### WHAT THE TASK ASKS:
Please copy each line of the listing that includes the string "client".
________
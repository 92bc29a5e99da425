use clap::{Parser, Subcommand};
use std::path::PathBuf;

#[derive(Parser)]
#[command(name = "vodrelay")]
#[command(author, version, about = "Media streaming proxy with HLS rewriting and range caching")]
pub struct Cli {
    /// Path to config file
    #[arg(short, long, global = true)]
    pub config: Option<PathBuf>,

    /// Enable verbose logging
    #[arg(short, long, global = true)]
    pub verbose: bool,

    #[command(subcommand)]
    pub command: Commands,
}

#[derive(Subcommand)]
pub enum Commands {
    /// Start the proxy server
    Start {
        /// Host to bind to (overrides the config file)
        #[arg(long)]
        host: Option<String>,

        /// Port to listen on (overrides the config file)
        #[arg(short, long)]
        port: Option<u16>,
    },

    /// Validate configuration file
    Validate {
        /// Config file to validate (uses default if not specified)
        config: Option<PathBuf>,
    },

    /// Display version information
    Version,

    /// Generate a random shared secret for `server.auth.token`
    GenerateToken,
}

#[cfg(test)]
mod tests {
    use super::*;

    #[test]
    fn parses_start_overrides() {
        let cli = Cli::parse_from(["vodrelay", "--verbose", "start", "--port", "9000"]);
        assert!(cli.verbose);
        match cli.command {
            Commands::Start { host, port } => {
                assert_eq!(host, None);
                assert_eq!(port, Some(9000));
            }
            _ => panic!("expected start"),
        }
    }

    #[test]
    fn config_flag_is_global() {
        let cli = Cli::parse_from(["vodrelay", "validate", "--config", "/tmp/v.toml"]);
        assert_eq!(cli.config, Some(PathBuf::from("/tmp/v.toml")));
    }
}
________
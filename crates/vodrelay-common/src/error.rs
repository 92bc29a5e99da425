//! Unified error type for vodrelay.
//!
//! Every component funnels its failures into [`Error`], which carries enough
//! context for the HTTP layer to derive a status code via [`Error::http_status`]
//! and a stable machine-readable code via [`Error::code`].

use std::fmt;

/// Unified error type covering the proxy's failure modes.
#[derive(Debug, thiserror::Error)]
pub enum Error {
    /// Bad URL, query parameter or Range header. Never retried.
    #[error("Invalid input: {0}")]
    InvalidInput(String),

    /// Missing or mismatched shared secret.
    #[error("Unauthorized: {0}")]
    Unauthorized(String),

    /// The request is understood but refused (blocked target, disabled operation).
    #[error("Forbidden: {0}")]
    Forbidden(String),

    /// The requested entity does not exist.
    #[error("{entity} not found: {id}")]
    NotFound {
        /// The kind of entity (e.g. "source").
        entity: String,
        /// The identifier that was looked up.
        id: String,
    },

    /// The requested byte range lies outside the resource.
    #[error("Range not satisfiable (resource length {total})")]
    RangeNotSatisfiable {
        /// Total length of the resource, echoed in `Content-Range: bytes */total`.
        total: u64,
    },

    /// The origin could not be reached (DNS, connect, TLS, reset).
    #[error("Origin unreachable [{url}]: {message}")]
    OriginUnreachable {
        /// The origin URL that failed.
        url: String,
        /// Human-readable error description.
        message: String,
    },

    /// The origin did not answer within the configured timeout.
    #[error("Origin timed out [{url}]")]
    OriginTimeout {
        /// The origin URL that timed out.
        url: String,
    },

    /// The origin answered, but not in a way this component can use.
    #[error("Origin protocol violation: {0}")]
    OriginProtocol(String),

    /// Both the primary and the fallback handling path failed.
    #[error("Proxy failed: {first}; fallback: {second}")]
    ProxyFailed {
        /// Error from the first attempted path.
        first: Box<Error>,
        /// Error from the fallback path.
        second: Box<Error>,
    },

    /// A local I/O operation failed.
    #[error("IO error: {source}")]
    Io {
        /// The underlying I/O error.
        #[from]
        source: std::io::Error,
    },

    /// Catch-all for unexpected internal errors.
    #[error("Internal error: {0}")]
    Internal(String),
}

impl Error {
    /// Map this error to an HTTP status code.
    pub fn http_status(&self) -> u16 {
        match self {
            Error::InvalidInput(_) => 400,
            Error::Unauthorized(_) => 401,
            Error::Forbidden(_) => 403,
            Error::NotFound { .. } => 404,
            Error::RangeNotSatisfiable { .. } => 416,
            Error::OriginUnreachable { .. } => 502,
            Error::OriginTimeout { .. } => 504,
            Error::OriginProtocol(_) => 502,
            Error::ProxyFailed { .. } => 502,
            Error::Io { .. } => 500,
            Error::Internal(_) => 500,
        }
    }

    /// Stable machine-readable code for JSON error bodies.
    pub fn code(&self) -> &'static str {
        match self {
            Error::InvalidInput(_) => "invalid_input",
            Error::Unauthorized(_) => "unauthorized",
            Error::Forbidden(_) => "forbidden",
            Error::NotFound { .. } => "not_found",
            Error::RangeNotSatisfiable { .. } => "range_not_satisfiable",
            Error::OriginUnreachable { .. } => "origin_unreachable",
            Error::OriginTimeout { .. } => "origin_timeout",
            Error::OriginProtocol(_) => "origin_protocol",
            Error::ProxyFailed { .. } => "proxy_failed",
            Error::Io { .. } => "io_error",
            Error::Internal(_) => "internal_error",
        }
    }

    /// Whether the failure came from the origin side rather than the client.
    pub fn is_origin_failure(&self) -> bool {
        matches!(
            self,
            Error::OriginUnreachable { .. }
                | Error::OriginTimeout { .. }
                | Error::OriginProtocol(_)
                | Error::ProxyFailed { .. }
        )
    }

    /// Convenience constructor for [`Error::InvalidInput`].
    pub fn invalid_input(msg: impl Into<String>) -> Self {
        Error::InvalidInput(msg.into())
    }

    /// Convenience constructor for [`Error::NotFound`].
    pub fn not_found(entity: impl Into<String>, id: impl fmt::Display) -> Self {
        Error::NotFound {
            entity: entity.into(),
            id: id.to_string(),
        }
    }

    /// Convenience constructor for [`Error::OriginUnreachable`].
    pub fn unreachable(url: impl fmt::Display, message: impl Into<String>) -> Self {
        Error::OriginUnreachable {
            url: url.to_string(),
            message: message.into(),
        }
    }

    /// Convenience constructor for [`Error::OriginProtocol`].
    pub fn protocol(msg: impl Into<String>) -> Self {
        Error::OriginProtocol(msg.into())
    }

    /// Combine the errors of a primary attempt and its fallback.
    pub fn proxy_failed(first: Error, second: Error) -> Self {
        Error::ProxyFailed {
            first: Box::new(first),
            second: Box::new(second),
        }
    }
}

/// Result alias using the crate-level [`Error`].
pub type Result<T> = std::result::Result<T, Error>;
________
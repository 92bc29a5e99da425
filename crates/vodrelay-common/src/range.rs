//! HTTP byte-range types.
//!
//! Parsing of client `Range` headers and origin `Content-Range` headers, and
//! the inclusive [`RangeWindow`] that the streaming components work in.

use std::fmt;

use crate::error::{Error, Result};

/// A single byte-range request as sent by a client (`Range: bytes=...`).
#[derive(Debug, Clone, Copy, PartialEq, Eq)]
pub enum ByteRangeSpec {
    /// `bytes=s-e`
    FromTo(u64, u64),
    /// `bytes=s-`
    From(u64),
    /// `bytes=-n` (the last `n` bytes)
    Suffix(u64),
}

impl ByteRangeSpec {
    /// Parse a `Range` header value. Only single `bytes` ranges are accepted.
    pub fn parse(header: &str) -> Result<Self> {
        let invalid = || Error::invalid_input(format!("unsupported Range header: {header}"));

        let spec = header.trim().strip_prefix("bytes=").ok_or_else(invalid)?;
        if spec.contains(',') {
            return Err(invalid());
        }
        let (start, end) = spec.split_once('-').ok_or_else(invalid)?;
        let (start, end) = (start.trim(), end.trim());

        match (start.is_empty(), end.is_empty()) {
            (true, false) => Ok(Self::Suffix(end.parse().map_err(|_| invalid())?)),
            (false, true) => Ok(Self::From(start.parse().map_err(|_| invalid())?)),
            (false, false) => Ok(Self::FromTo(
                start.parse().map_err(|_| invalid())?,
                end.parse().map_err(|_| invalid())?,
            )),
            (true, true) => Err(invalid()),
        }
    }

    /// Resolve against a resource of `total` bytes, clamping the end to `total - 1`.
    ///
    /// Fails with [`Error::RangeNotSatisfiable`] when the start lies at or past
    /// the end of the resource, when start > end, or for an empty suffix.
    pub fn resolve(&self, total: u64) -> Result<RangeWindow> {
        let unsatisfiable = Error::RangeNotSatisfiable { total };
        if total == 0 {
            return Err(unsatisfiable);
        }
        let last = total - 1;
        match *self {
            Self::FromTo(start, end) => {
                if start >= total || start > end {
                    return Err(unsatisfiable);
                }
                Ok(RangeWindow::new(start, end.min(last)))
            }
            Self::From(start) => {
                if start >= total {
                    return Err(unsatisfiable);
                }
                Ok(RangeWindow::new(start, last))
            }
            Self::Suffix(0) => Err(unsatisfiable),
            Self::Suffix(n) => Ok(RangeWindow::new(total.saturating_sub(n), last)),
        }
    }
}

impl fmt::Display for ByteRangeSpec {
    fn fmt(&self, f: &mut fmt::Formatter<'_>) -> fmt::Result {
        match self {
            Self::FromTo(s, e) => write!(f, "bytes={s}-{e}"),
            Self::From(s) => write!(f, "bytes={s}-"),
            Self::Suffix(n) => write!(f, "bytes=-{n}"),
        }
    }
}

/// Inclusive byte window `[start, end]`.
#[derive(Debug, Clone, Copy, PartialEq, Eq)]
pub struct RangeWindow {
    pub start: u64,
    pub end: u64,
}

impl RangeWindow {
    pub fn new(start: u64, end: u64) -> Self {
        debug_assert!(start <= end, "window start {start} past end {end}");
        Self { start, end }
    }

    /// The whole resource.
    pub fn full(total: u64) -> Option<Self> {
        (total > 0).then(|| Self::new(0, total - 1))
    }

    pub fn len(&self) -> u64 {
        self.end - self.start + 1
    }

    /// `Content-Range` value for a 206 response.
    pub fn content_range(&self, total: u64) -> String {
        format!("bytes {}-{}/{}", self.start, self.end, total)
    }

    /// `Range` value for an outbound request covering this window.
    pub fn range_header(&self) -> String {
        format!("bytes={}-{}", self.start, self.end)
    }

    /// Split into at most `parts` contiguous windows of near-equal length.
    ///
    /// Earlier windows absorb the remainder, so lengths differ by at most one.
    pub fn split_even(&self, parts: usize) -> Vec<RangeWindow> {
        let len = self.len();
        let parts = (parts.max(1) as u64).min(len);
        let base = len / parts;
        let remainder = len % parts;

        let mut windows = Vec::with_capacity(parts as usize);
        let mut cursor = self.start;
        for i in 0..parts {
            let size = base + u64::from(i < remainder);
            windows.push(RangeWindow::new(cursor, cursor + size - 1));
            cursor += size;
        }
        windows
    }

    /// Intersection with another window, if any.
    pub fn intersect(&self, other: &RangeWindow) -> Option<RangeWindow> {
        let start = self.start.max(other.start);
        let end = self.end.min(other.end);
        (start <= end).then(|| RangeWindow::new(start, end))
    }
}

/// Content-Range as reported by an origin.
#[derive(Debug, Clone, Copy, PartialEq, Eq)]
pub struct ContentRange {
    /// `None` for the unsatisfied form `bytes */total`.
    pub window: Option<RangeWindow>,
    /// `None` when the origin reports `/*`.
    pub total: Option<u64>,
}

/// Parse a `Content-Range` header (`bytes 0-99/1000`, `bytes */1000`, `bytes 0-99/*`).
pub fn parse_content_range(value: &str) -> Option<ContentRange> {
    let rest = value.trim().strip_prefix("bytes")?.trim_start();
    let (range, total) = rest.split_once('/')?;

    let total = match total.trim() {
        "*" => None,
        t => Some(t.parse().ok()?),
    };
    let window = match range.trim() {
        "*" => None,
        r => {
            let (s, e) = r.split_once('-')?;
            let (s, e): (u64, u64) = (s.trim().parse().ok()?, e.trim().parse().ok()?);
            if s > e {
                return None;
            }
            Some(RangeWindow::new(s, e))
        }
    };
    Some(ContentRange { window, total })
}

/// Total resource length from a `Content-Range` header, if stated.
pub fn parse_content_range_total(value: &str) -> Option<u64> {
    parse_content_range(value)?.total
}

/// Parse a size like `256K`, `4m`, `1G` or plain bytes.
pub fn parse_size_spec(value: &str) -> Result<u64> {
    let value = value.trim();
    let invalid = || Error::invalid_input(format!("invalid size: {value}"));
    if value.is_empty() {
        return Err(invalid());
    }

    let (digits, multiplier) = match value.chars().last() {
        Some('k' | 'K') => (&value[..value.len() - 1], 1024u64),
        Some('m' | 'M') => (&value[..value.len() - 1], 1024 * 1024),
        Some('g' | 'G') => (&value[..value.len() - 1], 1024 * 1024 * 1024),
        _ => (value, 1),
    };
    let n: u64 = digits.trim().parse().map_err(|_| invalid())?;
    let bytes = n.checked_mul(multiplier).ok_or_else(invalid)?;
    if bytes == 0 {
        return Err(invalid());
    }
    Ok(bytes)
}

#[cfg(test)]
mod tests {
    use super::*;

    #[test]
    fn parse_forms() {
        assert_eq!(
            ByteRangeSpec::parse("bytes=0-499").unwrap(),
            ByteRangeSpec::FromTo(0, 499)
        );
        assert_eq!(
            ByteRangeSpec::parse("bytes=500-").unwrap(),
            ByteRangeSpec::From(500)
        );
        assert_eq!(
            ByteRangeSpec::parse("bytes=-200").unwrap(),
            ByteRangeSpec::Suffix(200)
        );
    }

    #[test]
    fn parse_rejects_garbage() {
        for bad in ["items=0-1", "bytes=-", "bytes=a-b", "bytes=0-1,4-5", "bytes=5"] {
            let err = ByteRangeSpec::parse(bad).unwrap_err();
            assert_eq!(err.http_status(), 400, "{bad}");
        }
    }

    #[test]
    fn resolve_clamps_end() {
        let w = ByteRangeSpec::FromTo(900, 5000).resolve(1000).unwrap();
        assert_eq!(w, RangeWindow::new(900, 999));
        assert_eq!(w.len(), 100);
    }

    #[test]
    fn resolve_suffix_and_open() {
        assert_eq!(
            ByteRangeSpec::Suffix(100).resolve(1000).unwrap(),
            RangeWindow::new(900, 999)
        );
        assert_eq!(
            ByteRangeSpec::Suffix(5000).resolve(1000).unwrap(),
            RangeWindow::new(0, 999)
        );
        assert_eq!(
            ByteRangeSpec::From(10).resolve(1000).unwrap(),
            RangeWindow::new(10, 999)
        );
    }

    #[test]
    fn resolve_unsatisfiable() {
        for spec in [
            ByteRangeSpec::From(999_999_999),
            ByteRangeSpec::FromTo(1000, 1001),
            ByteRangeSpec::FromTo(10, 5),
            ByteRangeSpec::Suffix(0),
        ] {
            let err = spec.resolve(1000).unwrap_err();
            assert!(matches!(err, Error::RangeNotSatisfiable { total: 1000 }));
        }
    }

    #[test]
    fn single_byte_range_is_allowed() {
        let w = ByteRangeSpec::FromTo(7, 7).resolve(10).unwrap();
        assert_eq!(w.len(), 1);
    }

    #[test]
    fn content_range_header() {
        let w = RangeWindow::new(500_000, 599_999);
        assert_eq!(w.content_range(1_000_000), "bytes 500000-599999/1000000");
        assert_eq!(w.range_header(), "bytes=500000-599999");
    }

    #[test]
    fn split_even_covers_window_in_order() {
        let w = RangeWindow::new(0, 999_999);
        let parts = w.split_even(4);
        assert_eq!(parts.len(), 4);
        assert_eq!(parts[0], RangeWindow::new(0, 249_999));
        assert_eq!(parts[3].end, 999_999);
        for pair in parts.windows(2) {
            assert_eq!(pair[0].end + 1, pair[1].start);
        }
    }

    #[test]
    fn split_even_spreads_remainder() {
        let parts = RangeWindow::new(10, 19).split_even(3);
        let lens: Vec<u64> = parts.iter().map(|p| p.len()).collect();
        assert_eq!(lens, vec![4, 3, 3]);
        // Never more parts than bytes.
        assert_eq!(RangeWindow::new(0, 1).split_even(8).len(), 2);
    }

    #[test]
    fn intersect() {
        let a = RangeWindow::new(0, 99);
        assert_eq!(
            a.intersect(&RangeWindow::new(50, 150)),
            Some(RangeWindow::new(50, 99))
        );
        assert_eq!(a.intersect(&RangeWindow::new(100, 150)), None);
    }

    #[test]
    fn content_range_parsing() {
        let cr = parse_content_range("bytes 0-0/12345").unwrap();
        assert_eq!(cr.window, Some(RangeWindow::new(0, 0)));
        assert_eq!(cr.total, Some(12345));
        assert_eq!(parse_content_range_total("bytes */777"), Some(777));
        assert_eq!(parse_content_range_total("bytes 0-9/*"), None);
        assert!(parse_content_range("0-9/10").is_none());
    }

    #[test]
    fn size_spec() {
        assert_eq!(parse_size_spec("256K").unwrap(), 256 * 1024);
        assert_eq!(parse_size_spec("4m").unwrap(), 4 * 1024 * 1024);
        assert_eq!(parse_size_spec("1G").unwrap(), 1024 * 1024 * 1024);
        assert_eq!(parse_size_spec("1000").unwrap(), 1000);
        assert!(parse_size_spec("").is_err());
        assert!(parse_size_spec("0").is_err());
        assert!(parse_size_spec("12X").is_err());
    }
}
________
### EXERCISE ANSWER:
    /// Whether the failure came from the origin side rather than the client.
//! Parsing of client `Range` headers and origin `Content-Range` headers, and
/// A single byte-range request as sent by a client (`Range: bytes=...`).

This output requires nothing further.